Proposed modular multiplier design. Before describing our proposed modular multiplier architecture, it is essential to provide the frequently utilized modular multiplication approaches in the literature. According to [], four different modular multiplication methods, i.e., (i) bit-serial, (ii) digit-serial, (iii) bit-parallel, and (iv) digit-parallel, are frequently adopted. Moreover, an open-source tool is described in [] to generate Verilog HDL implementations of different modular multipliers (schoolbook, Booth, 2-way Karatsuba, 3-way Toom-Cook and 4-way Toom-Cook). Moreover, their tool automatically generates the synthesis scripts to facilitate the ASIC designers. Therefore, the aforesaid multiplication techniques have their unique benefits and some disadvantages as well. The bit and digit serial methods are useful for implementing the area and power-optimized circuits [,]. For high-performance implementations, bit-parallel and digit-parallel multipliers are more useful [,,,]. The computational cost of these multiplication approaches is different. For example, for two l-bit sizes of polynomial operands to the multiplier as input, the bit-serial methods require

l^{2}

cycles. The digit-serial approaches require

\frac{l}{m}

cycles, where l is the operands length and m is the digit size. The computational cost of digit and bit-parallel approaches is a one clock cycle with area and power overheads. There is always a tradeoff between area, power and performance. We direct readers to [,] for more comprehensive comparisons over different multiplication architectures.

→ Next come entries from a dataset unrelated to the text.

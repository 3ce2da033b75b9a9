//! # Error Types
//!
//! Domain-specific error types for vecinal-core.
//!
//! ## Error Hierarchy
//! ```text
//! ┌─────────────────────────────────────────────────────────────────────────┐
//! │                         Error Types                                     │
//! │                                                                         │
//! │  vecinal-core errors (this file)                                       │
//! │  ├── CoreError        - Coupon rule violations                         │
//! │  └── ValidationError  - Input validation failures                      │
//! │                                                                         │
//! │  vecinal-db errors (separate crate)                                    │
//! │  ├── DbError          - Database operation failures                    │
//! │  └── ServiceError     - What callers of CouponService see              │
//! │                                                                         │
//! │  Flow: ValidationError → CoreError ─┐                                  │
//! │                          DbError ───┴→ ServiceError → Controller       │
//! └─────────────────────────────────────────────────────────────────────────┘
//! ```

use thiserror::Error;

// =============================================================================
// Core Error
// =============================================================================

/// Coupon business rule violations.
#[derive(Debug, Error)]
pub enum CoreError {
    /// The referenced user is missing or does not have the `vecino` role.
    ///
    /// ## When This Occurs
    /// - Creating a coupon for an unknown user id
    /// - Creating a coupon for an administrator
    /// - Reassigning a coupon to a non-vecino
    #[error("User {user_id} does not exist or does not have the vecino role")]
    InvalidUser { user_id: String },

    /// A monthly coupon already exists for the period.
    #[error("A monthly coupon for {month}/{year} already exists for vecino {vecino_id}")]
    DuplicateCoupon {
        vecino_id: String,
        month: u32,
        year: i32,
    },

    /// Coupon id does not resolve.
    #[error("Coupon not found: {0}")]
    CouponNotFound(String),

    /// Vecino id does not resolve to a user with the `vecino` role.
    #[error("Vecino not found: {0}")]
    VecinoNotFound(String),

    /// The acting vecino does not own the coupon.
    #[error("Coupon {coupon_id} does not belong to vecino {vecino_id}")]
    NotOwner {
        coupon_id: String,
        vecino_id: String,
    },

    /// Coupon status does not allow the requested operation.
    ///
    /// ## When This Occurs
    /// - Deleting a coupon that is not `paid` or `hidden`
    /// - Committing to pay a coupon that is already `paid` or `hidden`
    #[error("Coupon {coupon_id} is {status}, expected one of: {allowed}")]
    IneligibleStatus {
        coupon_id: String,
        status: String,
        allowed: String,
    },

    /// Coupon is younger than the deletion window.
    #[error("Coupon {coupon_id} is dated {effective_date}; only coupons dated before {cutoff} can be deleted")]
    TooRecent {
        coupon_id: String,
        effective_date: String,
        cutoff: String,
    },

    /// Validation error (wraps ValidationError).
    #[error("Validation error: {0}")]
    Validation(#[from] ValidationError),
}

// =============================================================================
// Validation Error
// =============================================================================

/// Input validation errors.
#[derive(Debug, Error)]
pub enum ValidationError {
    /// A required field is missing or empty.
    #[error("{field} is required")]
    Required { field: String },

    /// Field value is too long.
    #[error("{field} must be at most {max} characters")]
    TooLong { field: String, max: usize },

    /// Numeric value is out of range.
    #[error("{field} must be between {min} and {max}")]
    OutOfRange { field: String, min: i64, max: i64 },

    /// Invalid format (e.g., a month/year pair that is not a real date).
    #[error("{field} has invalid format: {reason}")]
    InvalidFormat { field: String, reason: String },

    /// Date lies before the earliest allowed date.
    #[error("{field} cannot be earlier than {min}")]
    DateTooEarly { field: String, min: String },
}

// =============================================================================
// Result Type Alias
// =============================================================================

/// Convenience type alias for Results with CoreError.
pub type CoreResult<T> = Result<T, CoreError>;
//! # Database Error Types
//!
//! Storage failures, classified by what the service layer needs to tell apart.
//!
//! ## Classification
//! ```text
//! ┌─────────────────────────────────────────────────────────────────────────┐
//! │  sqlx::Error                                                            │
//! │    ├── Database(e) where e.is_unique_violation()                       │
//! │    │       → UniqueViolation { columns }                               │
//! │    │            columns == COUPON_PERIOD_COLUMNS → period conflict     │
//! │    │            (CouponService reports it as DuplicateCoupon)          │
//! │    ├── Database(e) where e.is_foreign_key_violation()                  │
//! │    │       → ForeignKeyViolation   (coupon for an unknown user)        │
//! │    ├── Database(e) where e.is_check_violation()                        │
//! │    │       → CheckViolation        (month or status out of domain)     │
//! │    ├── Database(other)             → QueryFailed                       │
//! │    ├── RowNotFound                 → NotFound                          │
//! │    ├── PoolTimedOut / PoolClosed   → PoolExhausted / ConnectionFailed  │
//! │    └── anything else               → Internal                          │
//! └─────────────────────────────────────────────────────────────────────────┘
//! ```

use sqlx::error::DatabaseError;
use thiserror::Error;

/// Columns SQLite names when `idx_coupons_monthly_period` rejects a row.
pub const COUPON_PERIOD_COLUMNS: &str = "coupons.vecino_id, coupons.month, coupons.year";

/// Database operation errors.
#[derive(Debug, Error)]
pub enum DbError {
    /// Entity not found in database.
    #[error("{entity} not found: {id}")]
    NotFound { entity: String, id: String },

    /// A UNIQUE index or primary key rejected the row.
    ///
    /// `columns` is the list SQLite reports, e.g. `users.email`.
    #[error("Unique constraint failed on {columns}")]
    UniqueViolation { columns: String },

    /// A row references a user that does not exist.
    #[error("Foreign key violation: {message}")]
    ForeignKeyViolation { message: String },

    /// A CHECK constraint rejected the row.
    #[error("Check constraint failed: {message}")]
    CheckViolation { message: String },

    /// Database connection failed.
    #[error("Connection failed: {0}")]
    ConnectionFailed(String),

    /// Migration failed.
    #[error("Migration failed: {0}")]
    MigrationFailed(String),

    /// Query execution failed.
    #[error("Query failed: {0}")]
    QueryFailed(String),

    /// Begin or commit failed.
    #[error("Transaction failed: {0}")]
    TransactionFailed(String),

    /// No connection became available before the acquire timeout.
    #[error("Connection pool exhausted")]
    PoolExhausted,

    #[error("Internal database error: {0}")]
    Internal(String),
}

impl DbError {
    /// Creates a NotFound error for a given entity type and ID.
    pub fn not_found(entity: impl Into<String>, id: impl Into<String>) -> Self {
        DbError::NotFound {
            entity: entity.into(),
            id: id.into(),
        }
    }

    /// Checks whether a second monthly coupon was rejected for a period.
    ///
    /// Other unique failures on `coupons` (e.g. the primary key) do not match.
    pub fn is_coupon_period_conflict(&self) -> bool {
        matches!(self, DbError::UniqueViolation { columns } if columns == COUPON_PERIOD_COLUMNS)
    }

    fn from_database(err: &dyn DatabaseError) -> Self {
        let message = err.message().to_string();

        if err.is_unique_violation() {
            // "UNIQUE constraint failed: coupons.vecino_id, coupons.month, coupons.year"
            let columns = message
                .split_once("constraint failed: ")
                .map(|(_, columns)| columns.trim().to_string())
                .unwrap_or(message);
            DbError::UniqueViolation { columns }
        } else if err.is_foreign_key_violation() {
            DbError::ForeignKeyViolation { message }
        } else if err.is_check_violation() {
            DbError::CheckViolation { message }
        } else {
            DbError::QueryFailed(message)
        }
    }
}

impl From<sqlx::Error> for DbError {
    fn from(err: sqlx::Error) -> Self {
        match err {
            sqlx::Error::Database(db_err) => DbError::from_database(db_err.as_ref()),
            sqlx::Error::RowNotFound => DbError::not_found("Record", "unknown"),
            sqlx::Error::PoolTimedOut => DbError::PoolExhausted,
            sqlx::Error::PoolClosed => DbError::ConnectionFailed("Pool is closed".to_string()),
            other => DbError::Internal(other.to_string()),
        }
    }
}

impl From<sqlx::migrate::MigrateError> for DbError {
    fn from(err: sqlx::migrate::MigrateError) -> Self {
        DbError::MigrationFailed(err.to_string())
    }
}

/// Result type for database operations.
pub type DbResult<T> = Result<T, DbError>;

#[cfg(test)]
mod tests {
    use super::*;
    use crate::pool::{Database, DbConfig};
    use crate::repository::CouponStore;
    use chrono::Utc;
    use vecinal_core::coupon::build_monthly_coupon;
    use vecinal_core::{Coupon, GenerationOptions, User};

    async fn setup() -> Database {
        let db = Database::new(DbConfig::in_memory()).await.unwrap();
        db.users()
            .insert(&User {
                id: "v1".to_string(),
                full_name: "Ana Rojas".to_string(),
                email: "v1@example.cl".to_string(),
                rut: "rut-v1".to_string(),
                role: "vecino".to_string(),
                created_at: Utc::now(),
            })
            .await
            .unwrap();
        db
    }

    fn monthly(month: u32) -> Coupon {
        build_monthly_coupon("v1", month, 2025, &GenerationOptions::for_year(2025), Utc::now())
    }

    #[tokio::test]
    async fn test_period_conflict_reports_exact_columns() {
        let db = setup().await;
        let repo = db.coupons();
        repo.insert(&monthly(4)).await.unwrap();

        let err = repo.insert(&monthly(4)).await.unwrap_err();
        match &err {
            DbError::UniqueViolation { columns } => assert_eq!(columns, COUPON_PERIOD_COLUMNS),
            other => panic!("unexpected error: {other:?}"),
        }
        assert!(err.is_coupon_period_conflict());
    }

    #[tokio::test]
    async fn test_primary_key_collision_is_not_a_period_conflict() {
        let db = setup().await;
        let repo = db.coupons();

        let mut first = monthly(4);
        first.coupon_type = "extraordinaria".to_string();
        repo.insert(&first).await.unwrap();

        let mut same_id = monthly(5);
        same_id.id = first.id.clone();
        same_id.coupon_type = "extraordinaria".to_string();

        let err = repo.insert(&same_id).await.unwrap_err();
        match &err {
            DbError::UniqueViolation { columns } => assert_eq!(columns, "coupons.id"),
            other => panic!("unexpected error: {other:?}"),
        }
        assert!(!err.is_coupon_period_conflict());
    }

    #[tokio::test]
    async fn test_check_constraint_is_classified() {
        let db = setup().await;
        let mut bad = monthly(1);
        bad.month = 13;

        let err = db.coupons().insert(&bad).await.unwrap_err();
        assert!(matches!(err, DbError::CheckViolation { .. }), "got {err:?}");
    }

    #[test]
    fn test_other_errors() {
        assert!(matches!(
            DbError::from(sqlx::Error::PoolTimedOut),
            DbError::PoolExhausted
        ));
        assert!(matches!(
            DbError::from(sqlx::Error::RowNotFound),
            DbError::NotFound { .. }
        ));
        assert!(!DbError::PoolExhausted.is_coupon_period_conflict());
    }
}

As shown in Figure 2, we have used a bit-parallel Karatsuba multiplier for modular multiplication computations. The cause of the implementation of the Karatsuba multiplier is to achieve a throughput/area-optimized circuit for PM computation. The one clock cycle requirement of Karatsuba for one polynomial multiplication allows us to reduce the overall clock cycles, which eventually increases the throughput. The hardware resources of the Karatsuba multiplier for square and inversion computation help to decrease the overall area requirement for the ECC point multiplication, which ensures that the proposed PM architecture is well-suited for the area-optimized applications. Karatsuba follows a divide-and-conquer approach for polynomial multiplications. For example, let us have two polynomials of length m-bit. To operate the Karatsuba multiplier, the polynomials length of m-bit needs to divide into two

\frac{m}{2}

-bit smaller polynomials. Then, the Karatsuba multiplier operates on the smaller polynomials to generate the final polynomial. It is essential to note that the Karatsuba multiplier requires three inner multiplications (M1, M2 and M3 in Figure 2), some additions (A1, A2, A3 and A4 in Figure 2), and shift operations (S1 and S2 in Figure 2) for polynomial multiplications. Therefore, in our MULT block of Figure 1, the input polynomials of length 571 bits are partitioned into two pieces, i.e., 285, and 286. Then, the Karatsuba multiplier is applied on 285 and 286-bit polynomials to generate the resultant polynomial length of

2 \times 571

bits.

Figure 2. Proposed Karatsuba modular multiplier.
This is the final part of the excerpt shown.